Path params should usually represent:

- resource identity
- parent-child hierarchy
- stable addressable entity

Examples:

/quotes/{quoteId}
/quotes/{quoteId}/items/{itemId}
/orders/{orderId}
/customers/{customerId}/quotes

Avoid using path params for arbitrary filters:

Bad:
/orders/status/ACTIVE/date/2026-07-10

Better:
/orders?status=ACTIVE&createdDate=2026-07-10

Path parameter is part of resource identity. Query parameter modifies retrieval.

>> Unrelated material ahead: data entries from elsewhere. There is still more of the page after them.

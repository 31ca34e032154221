use super::source::CpuTimes;

/// Raw counters that sysinfo does not expose.
pub trait PlatformCounters {
    /// Cumulative idle, kernel (idle included) and user processor time.
    fn cpu_times() -> Option<CpuTimes>;
    /// Milliseconds since boot.
    fn uptime_millis() -> Option<u64>;
}

#[cfg(target_os = "linux")]
mod linux;
#[cfg(target_os = "macos")]
mod macos;
#[cfg(not(any(target_os = "linux", target_os = "macos", target_os = "windows")))]
mod unsupported;
#[cfg(target_os = "windows")]
mod windows;

#[cfg(target_os = "linux")]
use linux as platform_impl;
#[cfg(target_os = "macos")]
use macos as platform_impl;
#[cfg(not(any(target_os = "linux", target_os = "macos", target_os = "windows")))]
use unsupported as platform_impl;
#[cfg(target_os = "windows")]
use windows as platform_impl;

pub fn cpu_times() -> Option<CpuTimes> {
    platform_impl::Platform::cpu_times()
}

pub fn uptime_millis() -> Option<u64> {
    platform_impl::Platform::uptime_millis()
}
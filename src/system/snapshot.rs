use serde::Serialize;

use super::memory::MemoryInfo;
use super::process::ProcessList;

/// A sampled value together with how current it is.
#[derive(Clone, Copy, Debug, PartialEq, Serialize)]
#[serde(tag = "state", content = "value", rename_all = "snake_case")]
pub enum Reading<T> {
    /// Sampled on the latest tick.
    Fresh(T),
    /// The latest query failed; this is the last good value.
    Stale(T),
    /// No value has been obtained yet.
    Unavailable,
}

impl<T: Copy> Reading<T> {
    pub fn value(&self) -> Option<T> {
        match self {
            Reading::Fresh(v) | Reading::Stale(v) => Some(*v),
            Reading::Unavailable => None,
        }
    }

    pub fn is_stale(&self) -> bool {
        matches!(self, Reading::Stale(_))
    }

    /// The reading to publish when the next query fails.
    pub fn degrade(self) -> Self {
        match self {
            Reading::Fresh(v) | Reading::Stale(v) => Reading::Stale(v),
            Reading::Unavailable => Reading::Unavailable,
        }
    }
}

/// Everything sampled on one tick. Replaced wholesale, never patched.
#[derive(Clone, Debug, PartialEq, Serialize)]
pub struct SystemSnapshot {
    pub cpu_usage_percent: Reading<f32>,
    pub memory: Reading<MemoryInfo>,
    pub uptime_seconds: Reading<u64>,
    pub processes: ProcessList,
}

impl SystemSnapshot {
    pub fn has_stale_readings(&self) -> bool {
        self.cpu_usage_percent.is_stale() || self.memory.is_stale() || self.uptime_seconds.is_stale()
    }
}
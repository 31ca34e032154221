use windows_sys::Win32::Foundation::FILETIME;
use windows_sys::Win32::System::SystemInformation::GetTickCount64;
use windows_sys::Win32::System::Threading::GetSystemTimes;

use super::PlatformCounters;
use crate::system::source::CpuTimes;

pub struct Platform;

impl PlatformCounters for Platform {
    fn cpu_times() -> Option<CpuTimes> {
        let zero = FILETIME {
            dwLowDateTime: 0,
            dwHighDateTime: 0,
        };
        let (mut idle, mut kernel, mut user) = (zero, zero, zero);
        let ok = unsafe { GetSystemTimes(&mut idle, &mut kernel, &mut user) };
        if ok == 0 {
            return None;
        }
        // Kernel time already includes idle time on Windows.
        Some(CpuTimes {
            idle: filetime_ticks(idle),
            kernel: filetime_ticks(kernel),
            user: filetime_ticks(user),
        })
    }

    fn uptime_millis() -> Option<u64> {
        Some(unsafe { GetTickCount64() })
    }
}

/// 100-nanosecond intervals.
fn filetime_ticks(ft: FILETIME) -> u64 {
    (u64::from(ft.dwHighDateTime) << 32) | u64::from(ft.dwLowDateTime)
}
#[derive(Debug, Clone, PartialEq)]
pub enum Action {
    Quit,
    Refresh,
    ToggleHelp,
    None,
}
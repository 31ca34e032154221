use crossterm::event::{KeyCode, KeyEvent, KeyModifiers};

use crate::action::Action;
use crate::config::{Config, parse_key};
use crate::system::collector::Collector;
use crate::system::process::{ProcessRecord, top_by_memory};
use crate::system::snapshot::SystemSnapshot;
use crate::system::source::TelemetrySource;
use crate::system::sysinfo_source::SysinfoSource;
use crate::ui::theme::Theme;

#[derive(Debug, Clone, Copy, PartialEq, Eq)]
pub enum InputMode {
    Normal,
    Help,
}

#[derive(Debug, Clone)]
pub struct ResolvedKeybinds {
    pub quit: KeyCode,
    pub refresh: KeyCode,
    pub help: KeyCode,
}

impl ResolvedKeybinds {
    pub fn from_config(kb: &crate::config::KeybindsConfig) -> Self {
        Self {
            quit: parse_key(&kb.quit).unwrap_or(KeyCode::Char('q')),
            refresh: parse_key(&kb.refresh).unwrap_or(KeyCode::Char('r')),
            help: parse_key(&kb.help).unwrap_or(KeyCode::Char('?')),
        }
    }

    /// Returns (key_label, description) pairs for all configurable keybinds.
    pub fn help_entries(&self) -> Vec<(String, &'static str)> {
        vec![
            (key_label(self.quit), "Quit"),
            (key_label(self.refresh), "Refresh now"),
            (key_label(self.help), "Toggle help"),
            ("Ctrl+C".to_string(), "Quit (always)"),
        ]
    }
}

pub fn key_label(code: KeyCode) -> String {
    match code {
        KeyCode::Char(' ') => "Space".to_string(),
        KeyCode::Char(c) => c.to_string(),
        KeyCode::Enter => "Enter".to_string(),
        KeyCode::Esc => "Esc".to_string(),
        KeyCode::Tab => "Tab".to_string(),
        KeyCode::Backspace => "Bksp".to_string(),
        KeyCode::Delete => "Del".to_string(),
        KeyCode::F(n) => format!("F{n}"),
        _ => "?".to_string(),
    }
}

/// Owns the collector and the most recent snapshot. Drawing reads
/// `snapshot` only; every OS query happens inside `refresh_data`.
pub struct App<S = SysinfoSource> {
    pub running: bool,
    pub collector: Collector<S>,
    pub snapshot: SystemSnapshot,
    pub input_mode: InputMode,
    pub top_processes: usize,
    pub name_width: u16,
    pub theme: Theme,
    pub keybinds: ResolvedKeybinds,
}

impl App {
    pub fn new(config: &Config) -> Self {
        App::with_collector(config, Collector::new())
    }
}

impl<S: TelemetrySource> App<S> {
    /// Takes the first sample right away so there is something to draw.
    pub fn with_collector(config: &Config, mut collector: Collector<S>) -> Self {
        let snapshot = collector.refresh();

        App {
            running: true,
            collector,
            snapshot,
            input_mode: InputMode::Normal,
            top_processes: config.general.top_processes,
            name_width: config.general.name_width.max(4),
            theme: Theme::from_config(&config.colors.theme),
            keybinds: ResolvedKeybinds::from_config(&config.keybinds),
        }
    }

    /// Periodic sample; the only path that advances the CPU baseline.
    pub fn refresh_data(&mut self) {
        self.snapshot = self.collector.refresh();
    }

    pub fn dispatch(&mut self, action: Action) {
        match action {
            Action::Quit => self.running = false,
            Action::Refresh => self.snapshot = self.collector.refresh_keep_cpu(),
            Action::ToggleHelp => {
                self.input_mode = if self.input_mode == InputMode::Help {
                    InputMode::Normal
                } else {
                    InputMode::Help
                };
            }
            Action::None => {}
        }
    }
}

impl<S> App<S> {
    /// The heaviest processes of the current snapshot, in display order.
    pub fn visible_processes(&self) -> Vec<&ProcessRecord> {
        top_by_memory(&self.snapshot.processes.records, self.top_processes)
    }

    pub fn map_key(&self, key: KeyEvent) -> Action {
        // Ctrl+C always quits (hardwired safety)
        if key.code == KeyCode::Char('c') && key.modifiers.contains(KeyModifiers::CONTROL) {
            return Action::Quit;
        }

        match self.input_mode {
            InputMode::Normal => self.map_key_normal(key),
            InputMode::Help => self.map_key_help(key),
        }
    }

    fn map_key_normal(&self, key: KeyEvent) -> Action {
        let code = key.code;
        let kb = &self.keybinds;

        if code == kb.quit {
            return Action::Quit;
        }
        if code == kb.refresh {
            return Action::Refresh;
        }
        if code == kb.help {
            return Action::ToggleHelp;
        }
        Action::None
    }

    fn map_key_help(&self, key: KeyEvent) -> Action {
        let code = key.code;
        // In help mode, only the help key and Esc dismiss, everything else is ignored
        if code == self.keybinds.help || code == KeyCode::Esc {
            return Action::ToggleHelp;
        }
        Action::None
    }

    pub fn show_help(&self) -> bool {
        self.input_mode == InputMode::Help
    }

    pub fn help_entries(&self) -> Vec<(String, &'static str)> {
        self.keybinds.help_entries()
    }
}
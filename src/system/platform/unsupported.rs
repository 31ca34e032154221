use super::PlatformCounters;
use crate::system::source::CpuTimes;

pub struct Platform;

impl PlatformCounters for Platform {
    fn cpu_times() -> Option<CpuTimes> {
        None
    }

    fn uptime_millis() -> Option<u64> {
        None
    }
}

3. Path Param Type Conversion

JAX-RS can convert simple types.

Example:

@GET
@Path("/catalogs/{catalogVersion}")
public CatalogResponse getCatalog(@PathParam("catalogVersion") int catalogVersion) {
    return catalogService.getCatalog(catalogVersion);
}

But be careful.

If conversion fails, request usually fails before business logic runs.

Example request:

GET /catalogs/current

If method expects int, conversion fails.

For enterprise APIs, prefer explicit identity types as string unless numeric semantics are truly part of the contract.

@GET
@Path("/catalogs/{catalogVersion}")
public CatalogResponse getCatalog(@PathParam("catalogVersion") String catalogVersion) {
    return catalogService.getCatalog(catalogVersion);
}

Then validate intentionally.


4. Path Param Ambiguity

Ambiguous paths create routing surprises.

Example:

@GET
@Path("/quotes/{quoteId}")
public QuoteResponse getQuote(...) { ... }

@GET
@Path("/quotes/search")
public QuoteSearchResponse searchQuotes(...) { ... }

Depending on matching rules and implementation, /quotes/search might be interpreted as quoteId = search if routes are poorly structured.

Better:

GET /quotes/{quoteId}
GET /quotes?filter=...

Or if explicit search resource is needed:

POST /quote-searches
GET /quote-searches/{searchId}

Review path design before coding resource methods.


5. Query Parameters

Query params modify retrieval, filtering, sorting, pagination, or optional response expansion.

Example:

@GET
@Path("/quotes")
public QuoteSearchResponse searchQuotes(
    @QueryParam("customerId") String customerId,
    @QueryParam("status") List<String> statuses,
    @QueryParam("limit") @DefaultValue("50") int limit,
    @QueryParam("cursor") String cursor
) {
    return quoteQueryService.search(customerId, statuses, limit, cursor);
}

Common query param categories:

- filter: status, customerId, effectiveDate
- pagination: limit, offset, cursor, pageToken
- sorting: sort, orderBy
- expansion: includePricing, includeItems
- projection: fields

Part 023 covers pagination/filtering/sorting in depth. This part focuses on binding mechanics and boundary rules.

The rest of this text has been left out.